Comme vous avez promis qu'Alain allait passer sur le fil, je lui laisse quelques questions:
Alain, tu es un des rares auteurs d' "Imaginaire" que je connaisse qui, quand il prépare sa documentation en vue d'un roman, d'une nouvelle, voire d'une intervention, va puiser des infos et de l'inspiration dans les philosophes.
Bien sûr, il y a Deleuze, comme monument incontournable, qui pourrait expliquer que, comme tous les deleuziens qui se respectent, tu prennes ensuite en affection tous les auteurs que Deleuze lui-même aimait (Nietzsche, Bergson, Spinoza (?)...)
Mais ça va plus loin, je crois.
Simondon, Sloterdijk, Foucault, et même Heidegger (que je t'ai entendu citer rapidement en conférence sur les nouvelles technologies, je crois...)... apparaissent dans tes références.
Ma question, donc: comment expliques-tu que ce soit dans cette sécheresse, dans cette aridité du concept et de la raison, que tu tires une partie de ton matériau d'écriture et de pensée? La démarche allant du concept philosophique rigoureusement construit à l'image ou au récit, ou au poème, est-elle si répandue, si évidente que cela?

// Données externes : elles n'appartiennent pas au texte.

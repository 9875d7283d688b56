use node::cli::Args;

pub fn main() -> anyhow::Result<()> {
    // TODO(phlip9): init tracing

    let args = argh::from_env::<Args>();
    args.run()
}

Certes, tous ces auteurs étaient aussi de bons écrivains, voire très bons écrivains. Mais tout de même: en philosophie (la vraie, pas la médiatique qui agite des formules), on subit toujours beaucoup de précautions de méthode, beaucoup de détours argumentatifs, de difficultés, d'apories, pour accoucher en général d'une souris, ou d'une thèse finalement moins spectaculaire qu'on ne l'aurait escompté. Comment composes-tu, dans tes lectures, avec ces auteurs, avec leur aridité, avec leur méticulosité, celle-là même qui nous fait entendre dans les classes: "la philo, ça prend la tête"?

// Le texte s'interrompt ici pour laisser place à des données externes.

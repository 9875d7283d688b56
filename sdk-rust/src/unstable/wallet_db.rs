//! Lexe wallet database.

use anyhow::{Context, anyhow};
use node_client::client::NodeClient;
use tracing::{info, warn};

use super::ffs::{DiskFs, fsext};
use crate::{
    config::WalletUserDbConfig,
    payments_db::{self, PaymentSyncSummary, PaymentsDb},
};

/// Persistent wallet database which can be used with [`LexeWallet`].
///
/// [`LexeWallet`]: crate::wallet::LexeWallet
pub struct WalletDb<F> {
    #[allow(dead_code)] // TODO(max): Remove once stable
    user_db_config: WalletUserDbConfig,

    payments_db: PaymentsDb<F>,
    payment_sync_lock: tokio::sync::Mutex<()>,
}

// TODO(max): Rework Ffs so this impl can be generic across all Ffs impls.
// The user should just be able to give us a Ffs impl set to some base path
// which is the lexe_data_dir. From there we should be able to create sub-Ffs's
// for the wallet env, user, payments db, etc. Probably instead of one level of
// directory it should be prefix-based. As the Ffs is currently designed, end
// users have to manually create all the subdivisions, all the way down to e.g.
// `payments_db`, which is tedious and error-prone. Also, it might need to be
// renamed, since it won't be flat anymore.
impl WalletDb<DiskFs> {
    /// Create a fresh [`WalletDb`], deleting any existing data for this user.
    pub fn fresh(user_db_config: WalletUserDbConfig) -> anyhow::Result<Self> {
        let payments_ffs =
            DiskFs::create_clean_dir_all(user_db_config.payments_db_dir())
                .context("Could not create payments ffs")?;

        // Delete the old payments_db dir just in case it exists.
        for old_dir in user_db_config.old_payment_db_dirs() {
            match fsext::remove_dir_all_idempotent(&old_dir) {
                Ok(()) => info!("Deleted old payments_db dir: {old_dir:?}"),
                Err(e) => warn!(?old_dir, "Couldn't delete old dir: {e:#}"),
            }
        }

        Ok(Self {
            user_db_config,
            payments_db: PaymentsDb::empty(payments_ffs),
            payment_sync_lock: tokio::sync::Mutex::new(()),
        })
    }

    /// Load an existing [`WalletDb`]. Returns [`None`] if no local data exists.
    pub fn load(
        user_db_config: WalletUserDbConfig,
    ) -> anyhow::Result<Option<Self>> {
        if !user_db_config.user_db_dir().exists() {
            return Ok(None);
        }

        let payments_ffs =
            DiskFs::create_dir_all(user_db_config.payments_db_dir())
                .context("Could not create payments ffs")?;

        let payments_db = PaymentsDb::read(payments_ffs)
            .context("Failed to load payments db")?;

        // If the payments_db contains 0 payments, the user may have just
        // upgraded to the latest format. Delete the old dirs just in case.
        let num_payments = payments_db.num_payments();
        if num_payments == 0 {
            for old_dir in user_db_config.old_payment_db_dirs() {
                match fsext::remove_dir_all_idempotent(&old_dir) {
                    Ok(()) => info!("Deleted old payments_db dir: {old_dir:?}"),
                    Err(e) => warn!(?old_dir, "Couldn't delete old dir: {e:#}"),
                }
            }
        }

        // Try to delete old provision_db since provision history is now on the
        // backend.
        let old_provision_db_dir = user_db_config.old_provision_db_dir();
        match fsext::remove_dir_all_idempotent(&old_provision_db_dir) {
            Ok(()) =>
                info!("Deleted old provision_db dir: {old_provision_db_dir:?}"),
            Err(e) =>
                warn!(?old_provision_db_dir, "Couldn't delete old dir: {e:#}"),
        }

        let num_pending = payments_db.num_pending();
        let latest_updated_index = payments_db.latest_updated_index();
        info!(
            %num_payments, %num_pending, ?latest_updated_index,
            "Loaded WalletDb."
        );

        Ok(Some(Self {
            user_db_config,
            payments_db,
            payment_sync_lock: tokio::sync::Mutex::new(()),
        }))
    }

    /// Load an existing [`WalletDb`], or create a fresh one if none exists.
    pub fn load_or_fresh(
        user_db_config: WalletUserDbConfig,
    ) -> anyhow::Result<Self> {
        let maybe_db = Self::load(user_db_config.clone())
            .context("Failed to load wallet db")?;

        let db = match maybe_db {
            Some(d) => d,
            None => Self::fresh(user_db_config)
                .context("Failed to create fresh wallet db")?,
        };

        Ok(db)
    }

    /// Get the user database configuration.
    #[allow(dead_code)] // TODO(max): Remove once stable
    pub fn user_db_config(&self) -> &WalletUserDbConfig {
        &self.user_db_config
    }

    /// Get a reference to the payments database.
    pub fn payments_db(&self) -> &PaymentsDb<DiskFs> {
        &self.payments_db
    }

    /// Sync payments from the user node.
    ///
    /// Only one sync can run at a time.
    /// Errors if another sync is already in progress.
    pub async fn sync_payments(
        &self,
        node_client: &NodeClient,
        batch_size: u16,
    ) -> anyhow::Result<PaymentSyncSummary> {
        // TODO(max): Should we switch to lock().await?
        let _lock = self.payment_sync_lock.try_lock().map_err(|_| {
            anyhow!(
                "Another task is syncing payments. \
                 Only one task should sync payments at a time."
            )
        })?;

        payments_db::sync_payments(&self.payments_db, node_client, batch_size)
            .await
    }
}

Autre question, que je ne pouvais pas ne pas te poser:
une critique récente de La Zone du Dehors a estimé que le contenu politique de ce que tu y défends finit par ressembler à du "catho de gauche". J'imagine qu'on ne te l'avait encore jamais faite, celle-là... ça te fait quoi, de découvrir que tu coïncides avec la pensée catho de gauche?

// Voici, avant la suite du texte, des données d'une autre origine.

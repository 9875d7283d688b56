//! custom extension, which we'll embed into our remote attestation cert.
//! Get a quote for the running node enclave and return it as an x509 cert
//!
//! On non-SGX platforms, we just return a dummy extension for now.

#[rustfmt::skip]
#[cfg(target_env = "sgx")]
pub use sgx::quote_enclave;
use common::ed25519;
#[cfg(not(target_env = "sgx"))]
pub use not_sgx::quote_enclave;

/// Small newtype for [`sgx_isa::Report::reportdata`] field.
/// For now, we only use the first 32 out of 64 bytes to commit to a cert pk.
#[derive(Debug)]
pub struct ReportData([u8; 64]);

impl ReportData {
    /// Construct from the `reportdata` of an existing [`sgx_isa::Report`].
    pub fn new(reportdata: [u8; 64]) -> Self {
        Self(reportdata)
    }

    pub fn from_cert_pk(pk: &ed25519::PublicKey) -> Self {
        let mut report_data = [0u8; 64];
        // ed25519 pks are always 32 bytes.
        // This will panic if this internal invariant is somehow not true.
        report_data[..32].copy_from_slice(pk.as_ref());
        Self(report_data)
    }

    pub fn as_inner(&self) -> &[u8; 64] {
        &self.0
    }

    pub fn into_inner(self) -> [u8; 64] {
        self.0
    }

    pub fn as_slice(&self) -> &[u8] {
        self.0.as_slice()
    }

    /// Whether the first 32 bytes contains the given [`ed25519::PublicKey`].
    pub fn contains(&self, cert_pk: &ed25519::PublicKey) -> bool {
        &self.0[..32] == cert_pk.as_slice()
    }
}

#[cfg(target_env = "sgx")]
mod sgx {
    use std::{borrow::Cow, fmt, net::TcpStream};

    use aes::Aes128;
    use aesm_client::{AesmClient, sgx::AesmClientExt};
    use anyhow::{Context, ensure, format_err};
    use bytemuck::{Pod, Zeroable};
    use cmac::{Cmac, Mac, digest::generic_array::GenericArray};
    use common::rng::{Crng, RngExt};
    use sgx_isa::{Report, Targetinfo};

    use super::*;
    use crate::attestation::{
        cert::SgxAttestationExtension, verifier::EnclavePolicy,
    };

    #[cfg(all(not(target_feature = "aes"), not(doc)))]
    std::compile_error!(
        "Intel AES-NI intrinsics must be enabled at compile time via RUSTFLAGS"
    );

    /// TODO(max): Needs docs
    pub fn quote_enclave(
        mut rng: &mut dyn Crng,
        cert_pk: &ed25519::PublicKey,
    ) -> anyhow::Result<SgxAttestationExtension<'static>> {
        // TODO(phlip9): AESM retries

        // 1. Connect to the local AESM service.

        // NOTE: By default, the AESM service only listens on a local unix
        // socket. To make this work, the `run-sgx` enclave runner hooks a small
        // TCP <-> AESM socket proxy for enclave TCP connections on the special
        // "aesm.local" DNS name.

        let aesm_sock = TcpStream::connect("aesm.local")
            .context("Failed to connect to AESM service")?;
        let aesm_client = AesmClient::new(aesm_sock);

        // 2. Get the ECDSA-P256 Attestation Key Id (pk hash)

        let supported_key_ids = aesm_client
            .get_supported_att_key_ids()
            .map_err(ErrString::new)
            .context("Failed to get supported attestation key ids from AESM")?;
        let key_id_buf = supported_key_ids
            .into_iter()
            .find_map(|key_id_buf| {
                let key_id_ref =
                    bytemuck::try_from_bytes::<QlAttKeyIdExt>(&key_id_buf)
                        .ok()?;
                if key_id_ref.is_ecdsa_p256() {
                    Some(key_id_buf)
                } else {
                    None
                }
            })
            .ok_or_else(|| {
                format_err!(
                    "AESM doesn't appear to support ECDSA-P256 Attestation"
                )
            })?;

        // 3. Get the Targetinfo from the Quoting Enclave (QE)
        //
        // Here we're asking the Intel Quoting Enclave (QE) to give us its
        // enclave measurement (and misc attributes). The QE will expect our
        // Report to be bound to its enclave info.

        // NOTE: When run on a cold machine, this can take ~1 sec since azure
        // DCAP needs to fetch the platform certs (?). Subsequent calls only
        // take ~700 us as the PCK cert cache is hot.
        let qe_quote_info = aesm_client
            .init_quote_ex(key_id_buf.clone())
            .map_err(|err| {
                format_err!(
                    "failed to get the Quoting Enclave (QE) QuoteInfo: {err:#}"
                )
            })?;

        // 4. Build our enclave Report
        //
        // Bind the cert pk and QE Targetinfo to our enclave Report. When
        // the verifier checks the attestation evidence, this linkage is
        // what allows them to then trust the associated certificate.

        let report_data = ReportData::from_cert_pk(cert_pk);
        let qe_target_info =
            Targetinfo::try_copy_from(qe_quote_info.target_info())
                .context("Failed to deserialize QE Quote Targetinfo")?;
        let report =
            Report::for_target(&qe_target_info, report_data.as_inner());

        // 5. Get enclave Report Quoted

        // Sample a nonce for this request to protect against replay attacks.
        let req_nonce = rng.gen_bytes::<16>().to_vec();

        let report_ref: &[u8] = report.as_ref();
        let quote_res = aesm_client
            .get_quote_ex(
                key_id_buf,
                report_ref.to_vec(),
                None, // If None, use the Targetinfo embedded in the Report
                req_nonce.clone(),
            )
            .map_err(ErrString::new)
            .context("Failed to make Quote request to AESM")?;

        // 6. Verify the Quote was generated by a trusted QE and contains the
        //    expected data.

        let qe_report = sgx_isa::Report::try_copy_from(quote_res.qe_report())
            .context("AESM or QE returned an invalid Report")?;

        // TODO(phlip9): request QE identity from IAC?
        let qe_reportdata = EnclavePolicy::trust_intel_qe()
            .verify(&qe_report)
            .context("Invalid QE identity")?;

        // Verify the QE Report was produced by the QE in another local enclave
        let is_valid_mac = qe_report.verify(|key, report, mac| {
            let key = GenericArray::from(*key);
            let mac = GenericArray::from(*mac);
            let mut cmac = Cmac::<Aes128>::new(&key);
            cmac.update(report);
            cmac.verify(&mac).is_ok()
        });
        ensure!(is_valid_mac, "QE Report MAC failed to verify");

        // The QE ReportData field should commit to our nonce (to ensure
        // freshness) and our Quote (to ensure the Quote was gen'd in an
        // enclave).

        let h_nonce_quote =
            sha256::digest_many(&[&req_nonce, quote_res.quote()]);
        let mut expected_reportdata = [0u8; 64];
        expected_reportdata[0..32].copy_from_slice(h_nonce_quote.as_ref());

        ensure!(
            &expected_reportdata == qe_reportdata.as_inner(),
            "QE ReportData doesn't match the expected value: actual: '{}', expected: '{}'",
            hex::display(qe_reportdata.as_slice()),
            hex::display(expected_reportdata.as_slice()),
        );

        // TODO(phlip9): check that quote actually contains our report?

        // 7. Collect the attestation evidence into an x509 cert extension

        Ok(SgxAttestationExtension {
            quote: Cow::Owned(quote_res.quote().to_vec()),
        })
    }

    // dumb error type compatibility hack

    #[derive(Debug)]
    struct ErrString(String);

    impl ErrString {
        fn new(err: impl fmt::Display) -> Self {
            Self(format!("{err:#}"))
        }
    }

    impl fmt::Display for ErrString {
        fn fmt(&self, f: &mut fmt::Formatter<'_>) -> fmt::Result {
            f.write_str(&self.0)
        }
    }

    impl std::error::Error for ErrString {
        fn description(&self) -> &str {
            &self.0
        }
    }

    #[allow(clippy::empty_line_after_outer_attr)]
    #[rustfmt::skip]
    // // C struct definitions from:
    // // <https://github.com/intel/linux-sgx/blob/master/common/inc/sgx_quote.h>
    //
    // typedef enum {
    //     SGX_QL_ALG_EPID = 0,       ///< EPID 2.0 - Anonymous
    //     SGX_QL_ALG_RESERVED_1 = 1, ///< Reserved
    //     SGX_QL_ALG_ECDSA_P256 = 2, ///< ECDSA-256-with-P-256 curve, Non - Anonymous
    //     SGX_QL_ALG_ECDSA_P384 = 3, ///< ECDSA-384-with-P-384 curve (Note: currently not supported), Non-Anonymous
    //     SGX_QL_ALG_MAX = 4
    // } sgx_ql_attestation_algorithm_id_t;
    //
    // typedef struct _sgx_ql_att_key_id_t {
    //     uint16_t    id;                              ///< Structure ID
    //     uint16_t    version;                         ///< Structure version
    //     uint16_t    mrsigner_length;                 ///< Number of valid bytes in MRSIGNER.
    //     uint8_t     mrsigner[48];                    ///< SHA256 or SHA384 hash of the Public key that signed the QE.
    //                                                  ///< The lower bytes contain MRSIGNER.  Bytes beyond mrsigner_length '0'
    //     uint32_t    prod_id;                         ///< Legacy Product ID of the QE
    //     uint8_t     extended_prod_id[16];            ///< Extended Product ID or the QE. All 0's for legacy format enclaves.
    //     uint8_t     config_id[64];                   ///< Config ID of the QE.
    //     uint8_t     family_id[16];                   ///< Family ID of the QE.
    //     uint32_t    algorithm_id;                    ///< Identity of the attestation key algorithm.
    // } sgx_ql_att_key_id_t;
    //
    // typedef struct _sgx_att_key_id_ext_t {
    //     sgx_ql_att_key_id_t base;
    //     uint8_t             spid[16];                ///< Service Provider ID, should be 0s for ECDSA quote
    //     uint16_t            att_key_type;            ///< For non-EPID quote, it should be 0
    //                                                  ///< For EPID quote, it equals to sgx_quote_sign_type_t
    //     uint8_t             reserved[80];            ///< It should have the same size of sgx_att_key_id_t
    // } sgx_att_key_id_ext_t;

    /// ECDSA-256-with-P-256 curve, Non-Anonymous
    pub(crate) const SGX_QL_ALG_ECDSA_P256: u32 = 2;

    /// An extended SGX attestation key.
    ///
    /// Mirrors the C struct above [`sgx_quote.h/sgx_att_key_id_ext_t`](https://github.com/intel/linux-sgx/blob/master/common/inc/sgx_quote.h#L127).
    ///
    /// This struct needs `repr(C, packed)` for the memory layout to match the C
    /// definition. The extra `packed` modifier is necessary, otherwise the
    /// standard alignment causes some extra padding between fields, which
    /// makes the struct larger than the original C struct.
    #[repr(C, packed)]
    #[derive(Copy, Clone, Pod, Zeroable)]
    pub(crate) struct QlAttKeyIdExt {
        // The original attestation key id type, `sgx_ql_att_key_id_t`.
        /// Structure ID
        pub id: u16,
        /// Structure Version
        pub version: u16,
        /// Number of valid bytes in `mrsigner`
        pub mrsigner_len: u16,
        /// SHA256 or SHA384 hash of the pk that signed the QE
        pub mrsigner: [u8; 48],

        /// Legacy Product ID of the QE
        pub prod_id: u32,
        /// Extended Product ID of the QE
        pub extended_prod_id: [u8; 16],
        /// Config ID of the QE
        pub config_id: [u8; 64],
        /// Family ID of the QE
        pub family_id: [u8; 16],
        /// The attestation key algorithm ID
        pub algorithm_id: u32,

        // The extended attestation key id type, `sgx_att_key_id_ext_t`.
        /// Service Provider ID, should be 0s for ECDSA quote
        pub spid: [u8; 16],
        /// For non-EPID quote, it should be 0
        /// For EPID quote, it equals `sgx_quote_sign_type_t`
        pub att_key_type: u16,
        /// Padding so this struct has the same size as `sgx_att_key_id_t`
        /// (read: 256 bytes).
        reserved: [u8; 80],
    }

    // Statically guarantee that the `QlAttKeyIdExt` struct is exactly 256 bytes
    // in size.
    const _: [(); 256] = [(); std::mem::size_of::<QlAttKeyIdExt>()];

    impl QlAttKeyIdExt {
        pub fn is_ecdsa_p256(&self) -> bool {
            self.algorithm_id == SGX_QL_ALG_ECDSA_P256
        }
    }
}

#[cfg(not(target_env = "sgx"))]
mod not_sgx {
    use common::rng::Crng;

    use super::*;
    use crate::attestation::cert::SgxAttestationExtension;

    pub fn quote_enclave(
        _rng: &mut dyn Crng,
        cert_pk: &ed25519::PublicKey,
    ) -> anyhow::Result<SgxAttestationExtension<'static>> {
        Ok(SgxAttestationExtension::dummy(cert_pk))
    }
}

(du reste, ce n'est pas forcément absurde: le besoin d'insularité, d'individualité, de rythmes non calqués sur ceux des réseaux technologiques mondiaux, le besoin aussi de "faire corps" avec autrui, la définition de l'être de l'homme comme relation-à , tout cela est bel et bien dans la pensée chrétienne...!)
Et enfin, sur les Furtifs: que peux-tu en dire pour l'instant? Sur le projet esthétique, intellectuel, que tu vas tenter d'y mener à bien...?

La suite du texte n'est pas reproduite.